Trotz oder vielleicht gerade wegen seines ambivalenten Charakters wird Karl Wilhelm Diefenbach so etwas wie eine lebende Legende: Einem Guru gleich pilgern Menschen zu ihm, dem charismatischen Propheten. Einige bleiben eine Weile, andere gehen schon nach wenigen Tagen wieder -- enttäuscht und geläutert oder beflügelt; manch einer, um sich nach einer noch radikaleren oder esoterisch abgedrehten Weltanschauung umzusehen, ein anderer, um später selbst zum Jesus-Propheten zu werden. Diefenbach und seine Ideen, sein Leben und seine Arbeit werden zur verführerischen Projektion: Bei ihm, so die Hoffnung, könnte man zum Einklang mit der Natur zurückfinden, zur vollen Identifikation mit der ureigenen menschlichen und mit der äußeren Natur.
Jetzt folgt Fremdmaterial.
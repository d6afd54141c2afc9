//! Asset uploads with progress, a start watchdog and classified failures.

use std::sync::Arc;
use std::time::Duration;
use templr_core::storage::{
    BlobStore, StorageError, StorageErrorCode, TransferEvent, UploadFile, UploadHandle,
    UploadMetadata,
};
use templr_core::{Result, TemplrError, TimeoutKind};
use tokio_util::sync::CancellationToken;

/// Maps a provider failure onto the client error taxonomy.
pub fn classify_storage_error(error: StorageError) -> TemplrError {
    match error.code {
        StorageErrorCode::Unauthorized => TemplrError::Unauthorized(error.message),
        StorageErrorCode::Canceled => TemplrError::Canceled,
        StorageErrorCode::RetryLimitExceeded => TemplrError::RetryExhausted(error.message),
        StorageErrorCode::Other(code) => TemplrError::unknown(code, error.message),
    }
}

fn percent(bytes_transferred: u64, total_bytes: u64) -> f64 {
    if total_bytes == 0 {
        return 100.0;
    }
    (bytes_transferred as f64 / total_bytes as f64 * 100.0).clamp(0.0, 100.0)
}

/// Transfers local files to the blob store.
pub struct AssetUploader {
    blobs: Arc<dyn BlobStore>,
    start_timeout: Duration,
}

impl AssetUploader {
    /// # Arguments
    ///
    /// * `blobs` - Blob store receiving the transfers
    /// * `start_timeout` - How long a transfer may go without its first
    ///   progress event before it is canceled
    pub fn new(blobs: Arc<dyn BlobStore>, start_timeout: Duration) -> Self {
        Self {
            blobs,
            start_timeout,
        }
    }

    /// Uploads `file` to `destination` and resolves its download URL.
    ///
    /// See [`upload_with_cancel`](Self::upload_with_cancel).
    pub async fn upload<P>(&self, file: &UploadFile, destination: &str, on_progress: P) -> Result<String>
    where
        P: FnMut(f64) + Send,
    {
        self.upload_with_cancel(file, destination, on_progress, CancellationToken::new())
            .await
    }

    /// Uploads `file` to `destination`, cancelable through `cancel`.
    ///
    /// `on_progress` receives percentages in `[0, 100]` that never decrease.
    /// Nothing is reported after the call resolves.
    ///
    /// # Errors
    ///
    /// - `InvalidInput` for an empty file, before the blob store is touched
    /// - `Timeout` with [`TimeoutKind::NeverStarted`] when no progress arrives
    ///   within the start window; the transfer is canceled
    /// - `Canceled` when `cancel` fires or the provider reports cancellation
    /// - `Unauthorized`, `RetryExhausted` or `Unknown` for provider failures
    ///
    /// Dropping the returned future before it resolves cancels the transfer.
    pub async fn upload_with_cancel<P>(
        &self,
        file: &UploadFile,
        destination: &str,
        mut on_progress: P,
        cancel: CancellationToken,
    ) -> Result<String>
    where
        P: FnMut(f64) + Send,
    {
        if file.size() == 0 {
            return Err(TemplrError::invalid_input(format!(
                "'{}' is empty; choose a file with content",
                file.name
            )));
        }

        let metadata = UploadMetadata {
            content_type: file.content_type_or_default().to_string(),
        };
        tracing::info!(
            "[AssetUploader] Uploading '{}' ({} bytes, {}) to {}",
            file.name,
            file.size(),
            metadata.content_type,
            destination
        );
        let handle = self
            .blobs
            .start_upload(destination, file.bytes.clone(), metadata);

        // Dropping this future mid-transfer (an outer deadline) cancels the transfer.
        let cancel_on_drop = handle.cancel.clone().drop_guard();
        let result = self
            .drive(handle, destination, &mut on_progress, &cancel)
            .await;
        cancel_on_drop.disarm();
        result
    }

    async fn drive<P>(
        &self,
        mut handle: UploadHandle,
        destination: &str,
        on_progress: &mut P,
        cancel: &CancellationToken,
    ) -> Result<String>
    where
        P: FnMut(f64) + Send,
    {
        let watchdog = tokio::time::sleep(self.start_timeout);
        tokio::pin!(watchdog);
        let mut started = false;
        let mut reported = 0.0_f64;

        loop {
            tokio::select! {
                biased;

                _ = cancel.cancelled() => {
                    handle.cancel.cancel();
                    tracing::info!("[AssetUploader] Upload to {} canceled by caller", destination);
                    return Err(TemplrError::Canceled);
                }

                _ = &mut watchdog, if !started => {
                    handle.cancel.cancel();
                    tracing::warn!(
                        "[AssetUploader] No progress for {:?} uploading to {}; check storage CORS and bucket configuration",
                        self.start_timeout,
                        destination
                    );
                    return Err(TemplrError::timeout(
                        TimeoutKind::NeverStarted,
                        self.start_timeout,
                        format!("Upload to {} never started", destination),
                    ));
                }

                event = handle.events.recv() => match event {
                    Some(TransferEvent::Progress { bytes_transferred, total_bytes }) => {
                        started = true;
                        let pct = percent(bytes_transferred, total_bytes);
                        if pct >= reported {
                            reported = pct;
                            on_progress(pct);
                        }
                    }
                    Some(TransferEvent::Failed(error)) => {
                        tracing::warn!("[AssetUploader] Upload to {} failed: {}", destination, error);
                        return Err(classify_storage_error(error));
                    }
                    Some(TransferEvent::Completed) => {
                        let url = self
                            .blobs
                            .download_url(destination)
                            .await
                            .map_err(classify_storage_error)?;
                        tracing::info!("[AssetUploader] Upload to {} complete", destination);
                        return Ok(url);
                    }
                    None => {
                        return Err(TemplrError::unknown(
                            "storage/unknown",
                            format!("Transfer to {} ended without a result", destination),
                        ));
                    }
                }
            }
        }
    }
}
//! Local persistence.

pub mod key_value;
pub mod toml_document;

pub use key_value::{FileKeyValueStore, MemoryKeyValueStore};
pub use toml_document::{TomlDocument, TomlDocumentError};
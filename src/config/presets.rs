//! Quick-pick values carried over from the interactive variants of this
//! tool. They only show up in help text; the engine accepts any valid
//! number.

pub static MONTHLY_PROMPT_PRESETS: &[u64] = &[100, 500, 1000, 5000];

pub static YEARLY_PROMPT_PRESETS: &[u64] = &[50, 100, 500, 750, 1000, 5000];

pub static PROJECT_PRESETS: &[u32] = &[1, 2, 5, 10];
pub mod frequency_table;
pub mod model_catalog;
pub mod presets;
pub mod token_assumptions;
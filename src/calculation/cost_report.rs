use crate::calculation::engine::CalculationResult;
use crate::config::model_catalog;
use crate::display;
use crate::prelude::*;

/// A rendered-output shape for one command.
///
/// Can hold a single dollar figure, a full estimate, the catalog listing,
/// or a prebuilt JSON dump for the raw command.
#[derive(Serialize)]
pub enum CostReport {
    /// One total, nothing else.
    Money(f64),
    /// Per-model breakdown plus the totals block.
    Estimate(CalculationResult),
    /// The model catalog, grouped by provider.
    Catalog,
    /// Raw JSON dump for the raw command.
    Raw(String),
}

impl CostReport {
    /// Renders the report into a printable string.
    /// - Estimate and Catalog become CSV data.
    /// - Money becomes a formatted currency string.
    pub fn render(&self, unformatted: bool) -> AppResult<String> {
        match self {
            CostReport::Money(value) => Ok(render_money(*value, unformatted)),
            CostReport::Estimate(result) => format_estimate_csv(result, unformatted),
            CostReport::Catalog => format_catalog_csv(),
            CostReport::Raw(json) => Ok(json.clone()),
        }
    }
}

fn render_money(value: f64, unformatted: bool) -> String {
    if unformatted {
        // example: 1.05525
        return value.to_string();
    }

    display::format_currency(value)
}

/// Serializes an estimate into CSV: one row per model, then totals rows.
///
/// The totals rows have fewer cells than the model rows, hence the
/// flexible writer.
fn format_estimate_csv(result: &CalculationResult, unformatted: bool) -> AppResult<String> {
    /// Column layout for the per-model rows.
    #[derive(Serialize)]
    struct ModelRow {
        /// example: "GPT-5 Nano (OpenAI)"
        display_name: String,
        pass1: String,
        pass2: String,
        web_search: String,
        per_run: String,
        per_period: String,
    }

    let mut writer = csv::WriterBuilder::new()
        .has_headers(false)
        .flexible(true)
        .from_writer(vec![]);

    let period = result.period.noun();
    let per_period_header = format!("per {period}");

    writer
        .write_record([
            "model",
            "pass 1",
            "pass 2",
            "web search",
            "per run",
            per_period_header.as_str(),
        ])
        .into_diagnostic()?;

    for cost in &result.models {
        let row = ModelRow {
            display_name: format!("{} ({})", cost.model_name, cost.provider),
            pass1: render_money(cost.pass1_cost, unformatted),
            pass2: render_money(cost.pass2_cost, unformatted),
            web_search: render_money(cost.web_search_cost, unformatted),
            per_run: render_money(cost.total_per_run, unformatted),
            per_period: render_money(cost.total_per_period, unformatted),
        };

        writer
            .serialize(row)
            .into_diagnostic()
            .wrap_err("Failed to serialize model cost row to CSV format")?;
    }

    writer
        .write_record([
            format!("total per project ({}x/{period})", result.runs_per_period),
            render_money(result.per_project_per_run, unformatted),
            render_money(result.per_project_per_period, unformatted),
        ])
        .into_diagnostic()?;

    // The grand total line only earns its place when it differs.
    if result.projects > 1 {
        writer
            .write_record([
                format!("grand total ({} projects)", result.projects),
                render_money(result.grand_total_per_run, unformatted),
                render_money(result.grand_total_per_period, unformatted),
            ])
            .into_diagnostic()?;
    }

    finish_csv(writer)
}

/// Serializes the full catalog into CSV, provider by provider.
fn format_catalog_csv() -> AppResult<String> {
    /// Column layout for one catalog entry.
    #[derive(Serialize)]
    struct CatalogRow {
        provider: &'static str,
        id: &'static str,
        name: &'static str,
        /// Pass 1 prices, example: "$0.05/M in, $0.40/M out".
        pricing: String,
        pass2_model: &'static str,
        /// example: "$10/1k calls".
        web_search: String,
    }

    let mut writer = csv::WriterBuilder::new().has_headers(false).from_writer(vec![]);

    for provider in model_catalog::providers() {
        for model in model_catalog::list_by_provider(provider) {
            let row = CatalogRow {
                provider: model.provider,
                id: model.id,
                name: model.name,
                pricing: format!("${}/M in, ${}/M out", model.input, model.output),
                pass2_model: model.pass2_model,
                web_search: format!("${}/1k calls", model.web_search_cost),
            };

            writer
                .serialize(row)
                .into_diagnostic()
                .wrap_err("Failed to serialize catalog row to CSV format")?;
        }
    }

    finish_csv(writer)
}

fn finish_csv(writer: csv::Writer<Vec<u8>>) -> AppResult<String> {
    let data = writer
        .into_inner()
        .into_diagnostic()
        .wrap_err("Failed to get writer data.")?;

    let csv_string = String::from_utf8(data).into_diagnostic().wrap_err("Invalid utf-8")?;

    Ok(csv_string)
}

/// Converts a bare total into a Money report.
impl From<f64> for CostReport {
    fn from(value: f64) -> Self {
        CostReport::Money(value)
    }
}

/// Converts an engine result into a full estimate report.
impl From<CalculationResult> for CostReport {
    fn from(result: CalculationResult) -> Self {
        CostReport::Estimate(result)
    }
}
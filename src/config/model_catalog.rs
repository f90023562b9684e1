use itertools::Itertools;

use crate::error::Error;
use crate::prelude::*;

/// Price card for one catalog entry.
///
/// Dollar figures are per 1M tokens, except `web_search_cost` which is per
/// 1,000 calls. Pass 2 is the structured-extraction step and always bills
/// at the `pass2_*` rates, which belong to `pass2_model` and are usually
/// cheaper than the pass 1 rates.
#[derive(Debug, Clone, PartialEq, Serialize)]
pub struct ModelDefinition {
    pub id: &'static str,
    pub name: &'static str,
    pub provider: &'static str,

    /// Pass 1 input, $/1M tokens.
    pub input: f64,
    /// Pass 1 output, $/1M tokens.
    pub output: f64,

    /// The model pass 2 is delegated to. May be this model itself.
    pub pass2_model: &'static str,
    pub pass2_input: f64,
    pub pass2_output: f64,

    /// Web search / grounding surcharge, $/1,000 calls.
    pub web_search_cost: f64,
}

// Declaration order is display order: models stay grouped by provider, and
// `list_by_provider` keeps this ordering within a family.
pub static MODELS: &[ModelDefinition] = &[
    // OpenAI
    ModelDefinition {
        id: "gpt-5-nano",
        name: "GPT-5 Nano",
        provider: "OpenAI",
        input: 0.05,
        output: 0.40,
        pass2_model: "gpt-5-mini",
        pass2_input: 0.25,
        pass2_output: 2.00,
        web_search_cost: 10.00,
    },
    ModelDefinition {
        id: "gpt-5-mini",
        name: "GPT-5 Mini",
        provider: "OpenAI",
        input: 0.25,
        output: 2.00,
        pass2_model: "gpt-5-mini",
        pass2_input: 0.25,
        pass2_output: 2.00,
        web_search_cost: 10.00,
    },
    ModelDefinition {
        id: "gpt-5.2",
        name: "GPT-5.2",
        provider: "OpenAI",
        input: 1.75,
        output: 14.00,
        pass2_model: "gpt-5-mini",
        pass2_input: 0.25,
        pass2_output: 2.00,
        web_search_cost: 10.00,
    },
    // Google
    ModelDefinition {
        id: "gemini-2.5-flash-lite",
        name: "Gemini 2.5 Flash Lite",
        provider: "Google",
        input: 0.10,
        output: 0.40,
        pass2_model: "gemini-2.5-flash-lite",
        pass2_input: 0.10,
        pass2_output: 0.40,
        web_search_cost: 35.00,
    },
    ModelDefinition {
        id: "gemini-3-flash-preview",
        name: "Gemini 3 Flash",
        provider: "Google",
        input: 0.50,
        output: 3.00,
        pass2_model: "gemini-2.5-flash-lite",
        pass2_input: 0.10,
        pass2_output: 0.40,
        web_search_cost: 35.00,
    },
    ModelDefinition {
        id: "gemini-3-pro-preview",
        name: "Gemini 3 Pro",
        provider: "Google",
        input: 2.00,
        output: 12.00,
        pass2_model: "gemini-2.5-flash-lite",
        pass2_input: 0.10,
        pass2_output: 0.40,
        web_search_cost: 35.00,
    },
    // Mistral
    ModelDefinition {
        id: "mistral-small-latest",
        name: "Mistral Small",
        provider: "Mistral AI",
        input: 0.10,
        output: 0.30,
        pass2_model: "mistral-small-latest",
        pass2_input: 0.10,
        pass2_output: 0.30,
        web_search_cost: 30.00,
    },
    ModelDefinition {
        id: "mistral-medium-3",
        name: "Mistral Medium 3",
        provider: "Mistral AI",
        input: 0.40,
        output: 2.00,
        pass2_model: "mistral-small-latest",
        pass2_input: 0.10,
        pass2_output: 0.30,
        web_search_cost: 30.00,
    },
    ModelDefinition {
        id: "mistral-large-3",
        name: "Mistral Large 3",
        provider: "Mistral AI",
        input: 0.50,
        output: 1.50,
        pass2_model: "mistral-small-latest",
        pass2_input: 0.10,
        pass2_output: 0.30,
        web_search_cost: 30.00,
    },
];

/// Finds a model by its exact identifier.
pub fn lookup(model_id: &str) -> Result<&'static ModelDefinition, Error> {
    MODELS
        .iter()
        .find(|model| model.id == model_id)
        .ok_or_else(|| Error::UnknownModel(model_id.to_owned()))
}

/// Every model of one provider, in declaration order.
pub fn list_by_provider(provider: &str) -> Vec<&'static ModelDefinition> {
    MODELS
        .iter()
        .filter(|model| model.provider == provider)
        .collect()
}

/// Provider names, deduped, in first-appearance order.
pub fn providers() -> Vec<&'static str> {
    MODELS.iter().map(|model| model.provider).unique().collect()
}

#[cfg(test)]
mod tests {
    use super::*;

    #[test]
    fn lookup_finds_known_model() {
        let model = lookup("gpt-5-nano").unwrap();

        assert_eq!(model.name, "GPT-5 Nano");
        assert_eq!(model.provider, "OpenAI");
        assert_eq!(model.input, 0.05);
    }

    #[test]
    fn lookup_rejects_unknown_model() {
        let error = lookup("gpt-2").unwrap_err();

        assert!(matches!(error, Error::UnknownModel(id) if id == "gpt-2"));
    }

    #[test]
    fn providers_are_deduped_in_declaration_order() {
        assert_eq!(providers(), vec!["OpenAI", "Google", "Mistral AI"]);
    }

    #[test]
    fn list_by_provider_keeps_declaration_order() {
        let openai = list_by_provider("OpenAI");

        let ids: Vec<&str> = openai.iter().map(|model| model.id).collect();
        assert_eq!(ids, vec!["gpt-5-nano", "gpt-5-mini", "gpt-5.2"]);
    }

    #[test]
    fn list_by_provider_is_empty_for_unknown_provider() {
        assert!(list_by_provider("Acme").is_empty());
    }

    #[test]
    fn pass2_references_resolve_and_prices_match() {
        // Every pass2 delegate must itself be in the catalog, and the pass2
        // rates must equal that delegate's pass 1 rates.
        for model in MODELS {
            let delegate = lookup(model.pass2_model).unwrap();

            assert_eq!(model.pass2_input, delegate.input, "{}", model.id);
            assert_eq!(model.pass2_output, delegate.output, "{}", model.id);
        }
    }

    #[test]
    fn prices_are_non_negative() {
        for model in MODELS {
            assert!(model.input >= 0.0);
            assert!(model.output >= 0.0);
            assert!(model.pass2_input >= 0.0);
            assert!(model.pass2_output >= 0.0);
            assert!(model.web_search_cost >= 0.0);
        }
    }
}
Tiefe Bewunderung findet Diefenbach auch für seine Bilder, die sein mythisches Verständnis vom Menschen, von Natur und Religion widerspiegeln: Klein ist der Mensch, der sich der Naturgewalt, der göttlichen Vision gegenübersieht, umso größer aber sind die Tempel und Kolosse, die Diefenbach so oder ähnlich erbauen lassen wollte. Nebel, Sturm und Dunkelheit beherrschen die Leinwand, auf der er die jeweiligen Objekte einzeln in den Fokus rückt. Zum bekanntesten Werk aber wird "Per Aspera Ad Astra", der 68 Meter lange Fries, in dem Menschen und Tiere, zu Fuß oder in Kutschen und mit Posaunen und Trompeten als Schattenrisse zum Tempel pilgern.Die eigene Kommune wurde Karl Wilhelm Diefenbach regelmäßig zu eng, so dass er unter anderem nach Ägypten pilgerte, wo zahlreiche seiner Tempelzeichnungen entstanden. Ab 1900 lebt er auf Capri -- zwar ohne seine Kommune, die in Wien inzwischen Bankrott gegangen ist, trotzdem bewundert von der Bevölkerung vor Ort. In Deutschland und Österreich ranken sich derweil weiter Mythen und Legenden um den sagenhaften Künstler und Propheten, der so viele verwirrt, irritiert, inspiriert hat. Er selbst stirbt 1913 im Alter von 62 Jahren auf der italienischen Insel.